Landesverband Berlin-Brandenburg

zum Gesetzentwurf der Fraktion der CDU

Siebentes Gesetz zur Änderung des Brandenburgischen Polizeigesetzes

(Drs. 5/1442)

1. Die Humanistische Union begrüßt das Anliegen des Gesetzentwurfs der CDU, eine namentliche Kennzeichnung von Polizeivollzugsbeamten einzuführen, außerordentlich.

Die Kennzeichnung wird von Menschen- und Bürgerrechtsorganisationen seit Jahrzehnten gefordert, von der Humanistischen Union gab es hierzu bereits 1968 Vorschläge zur

Gesetzgebung. In den letzten Jahren beobachten wir eine verstärkte Diskussion über entsprechende Regelungen in mehreren Bundesländern. Wir freuen uns, dass sich im Land Brandenburg auf Initiative der CDU eine parlamentarische Mehrheit für dieses Anliegen und eine entsprechende Änderung von § 9 des Brandenburgischen Polizeigesetzes (BbgPolG) abzeichnet.

Völlig zu Recht stellt der Gesetzentwurf in seiner Begründung fest, dass eine namentliche Kennzeichnung geeignet ist, Transparenz und Bürgernähe der Polizei zu stärken. Zudem stellt sie sicher, dass polizeiliches Handeln individuell zurechenbar und kontrollierbar ist.

Damit wird gewährleistet, dass Vorwürfe rechtswidrigen Handelns einzelner Polizeibeamter rechtsstaatlich überprüfbar sind.

Die bundesweite Erfahrung hat gezeigt, dass die mangelhafte Identifizierbarkeit von Polizeibeamten den effektiven Rechtsschutz erheblich beeinträchtigen kann. Die Bürgerinnen und Bürger müssen aber darauf vertrauen können, dass Straftaten im Amt aufgeklärt werden und dass entsprechende Ermittlungen und Verfahren zumindest nicht daran scheitern, dass Täter nicht identifiziert werden können. Die namentliche Kennzeichnung ist geeignet, diese Lücke zu schließen. Dies ist letztlich auch im Interesse aller Polizistinnen und Polizisten, die sich rechtstreu verhalten bzw. die zu Unrecht

verdächtigt werden.

Soweit der vorliegende Gesetzentwurf Ausnahmen vom Grundsatz der namentlichen Kennzeichnung vorsieht, sieht die Humanistische Union allerdings noch Verbesserungsbedarf.
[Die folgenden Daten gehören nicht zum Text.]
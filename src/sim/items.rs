//! Collectible placement
//!
//! Items are laid out along the stretch of path that follows each scheduled
//! row, drifting from the previous segment's safe lane toward a lane that is
//! empty in the current row. Placement never lands exactly on a row boundary.

use glam::Vec3;
use rand::{Rng, SeedableRng};
use rand_pcg::Pcg32;
use serde::{Deserialize, Serialize};

use super::host::{Host, InstanceBackend, InstanceHandle, Pose, RunHooks};
use super::path::PathCurve;
use super::pattern::{PatternRow, safe_lanes};
use super::scheduler::{ActivePool, Pooled};
use super::shapes::closest_point_on_segment;
use super::state::GameEvent;
use crate::consts::{CENTER_LANE, LANE_COUNT};
use crate::tuning::{MAX_ITEMS_PER_SEGMENT, Tuning};
use crate::{UP, lerp};

/// Mixed into the run seed so items draw from their own stream
pub const ITEM_STREAM: u64 = 0x9E37_79B9_7F4A_7C15;

/// A live collectible
#[derive(Debug, Clone, Serialize, Deserialize)]
pub struct ItemInstance {
    pub id: u32,
    pub handle: InstanceHandle,
    pub spawn_distance: f64,
    pub position: Vec3,
    /// Interpolated lane in [0, 2]
    pub lane_value: f32,
    pub alive: bool,
}

impl ItemInstance {
    /// Mark dead and release the presentation instance; later calls do nothing
    pub fn dispose(&mut self, backend: &mut dyn InstanceBackend) {
        if !self.alive {
            return;
        }
        self.alive = false;
        backend.dispose(self.handle);
    }
}

impl Pooled for ItemInstance {
    fn id(&self) -> u32 {
        self.id
    }

    fn spawn_distance(&self) -> f64 {
        self.spawn_distance
    }
}

/// Fractions and lane values for one segment of `count` items
///
/// Fractions are `i / (count + 1)` for `i = 1..=count`; lanes move linearly
/// from `from_lane` toward `to_lane`, clamped into the lane range.
pub fn interpolate_lanes(from_lane: u8, to_lane: u8, count: u32) -> Vec<(f32, f32)> {
    let max_lane = (LANE_COUNT - 1) as f32;
    (1..=count)
        .map(|i| {
            let fraction = i as f32 / (count + 1) as f32;
            let lane = lerp(from_lane as f32, to_lane as f32, fraction).clamp(0.0, max_lane);
            (fraction, lane)
        })
        .collect()
}

/// Places, retires and collects items
#[derive(Debug, Clone)]
pub struct ItemPlacer {
    rng: Pcg32,
    pool: ActivePool<ItemInstance>,
    next_id: u32,
}

impl ItemPlacer {
    pub fn new(seed: u64, capacity: usize) -> Self {
        Self {
            rng: Pcg32::seed_from_u64(seed ^ ITEM_STREAM),
            pool: ActivePool::new(capacity),
            next_id: 0,
        }
    }

    pub fn pool(&self) -> &ActivePool<ItemInstance> {
        &self.pool
    }

    /// A uniformly chosen empty lane of `row`, or the center lane
    pub fn choose_target(&mut self, row: &PatternRow) -> u8 {
        let safe = safe_lanes(row);
        if safe.is_empty() {
            CENTER_LANE
        } else {
            safe[self.rng.random_range(0..safe.len())]
        }
    }

    /// Lay out one segment between `from` and `to`; updates `last_safe_lane`
    #[allow(clippy::too_many_arguments)]
    pub fn place_segment(
        &mut self,
        last_safe_lane: &mut u8,
        row: &PatternRow,
        from: f64,
        to: f64,
        curve: &PathCurve,
        tuning: &Tuning,
        host: &mut Host<'_>,
        events: &mut Vec<GameEvent>,
    ) -> usize {
        let target = self.choose_target(row);
        let count = tuning.items.items_per_segment.min(MAX_ITEMS_PER_SEGMENT);
        let spawner = &tuning.spawner;

        for (fraction, lane_value) in interpolate_lanes(*last_safe_lane, target, count) {
            let distance = from + (to - from) * fraction as f64;
            let frame = curve.pose_at_distance(distance);
            let mut position = frame.lateral((lane_value - 1.0) * tuning.lanes.lane_width);
            let probe = position + UP * spawner.ground_probe_height;
            if let Some(height) =
                host.ground
                    .raycast_down(probe, spawner.ground_probe_length, spawner.ground_layer)
            {
                position.y = height;
            }
            position.y += tuning.items.hover_height;

            let handle = host
                .backend
                .instantiate(&tuning.items.template, Pose::new(position, frame.rotation()));
            self.next_id += 1;
            let id = self.next_id;
            events.push(GameEvent::ItemSpawned {
                id,
                lane_value,
                distance,
            });
            let reclaimed = self.pool.insert(ItemInstance {
                id,
                handle,
                spawn_distance: distance,
                position,
                lane_value,
                alive: true,
            });
            if let Some(mut old) = reclaimed {
                old.dispose(&mut *host.backend);
            }
        }

        *last_safe_lane = target;
        count as usize
    }

    /// Dispose items more than `behind` units behind the player
    pub fn retire_left_behind(
        &mut self,
        player_position: Vec3,
        forward: Vec3,
        behind: f32,
        backend: &mut dyn InstanceBackend,
    ) -> usize {
        let stale = self
            .pool
            .ids_where(|item| forward.dot(player_position - item.position) > behind);
        for &id in &stale {
            if let Some(mut item) = self.pool.remove(id) {
                item.dispose(backend);
            }
        }
        stale.len()
    }

    /// Collect items within `radius` of the player's capsule core
    ///
    /// Each pickup reports `score` to the hooks and disposes the instance.
    pub fn collect(
        &mut self,
        segment: (Vec3, Vec3),
        radius: f32,
        score: u32,
        backend: &mut dyn InstanceBackend,
        hooks: &mut dyn RunHooks,
        events: &mut Vec<GameEvent>,
    ) -> u32 {
        let (a, b) = segment;
        let touched = self.pool.ids_where(|item| {
            closest_point_on_segment(a, b, item.position).distance(item.position) <= radius
        });
        let mut collected = 0;
        for id in touched {
            let Some(mut item) = self.pool.remove(id) else {
                continue;
            };
            item.dispose(backend);
            hooks.add_score(score);
            events.push(GameEvent::ItemCollected { id, score });
            collected += 1;
        }
        collected
    }
}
2. Zu einzelnen Bestim­mungen des Gesetz­ent­wurfs:

Ausnahme für geschlos­sene Einheiten (§ 9 Abs. 1 Satz 2)

Der Gesetzentwurf schränkt die grundsätzliche Verpflichtung aller

Polizeivollzugsbediensteten, bei Amtshandlungen ein deutlich sichtbares Namensschild zu tragen, dahin gehend ein, dass „beim Einsatz geschlossener Einheiten“ das Namensschild „durch eine zur nachträglichen Identitätsfeststellung geeignete Kennzeichnung ersetzt

werden“ kann. Dies soll laut Begründung durch eine leicht merkbare Buchstaben-Nummern-Kombination erfolgen.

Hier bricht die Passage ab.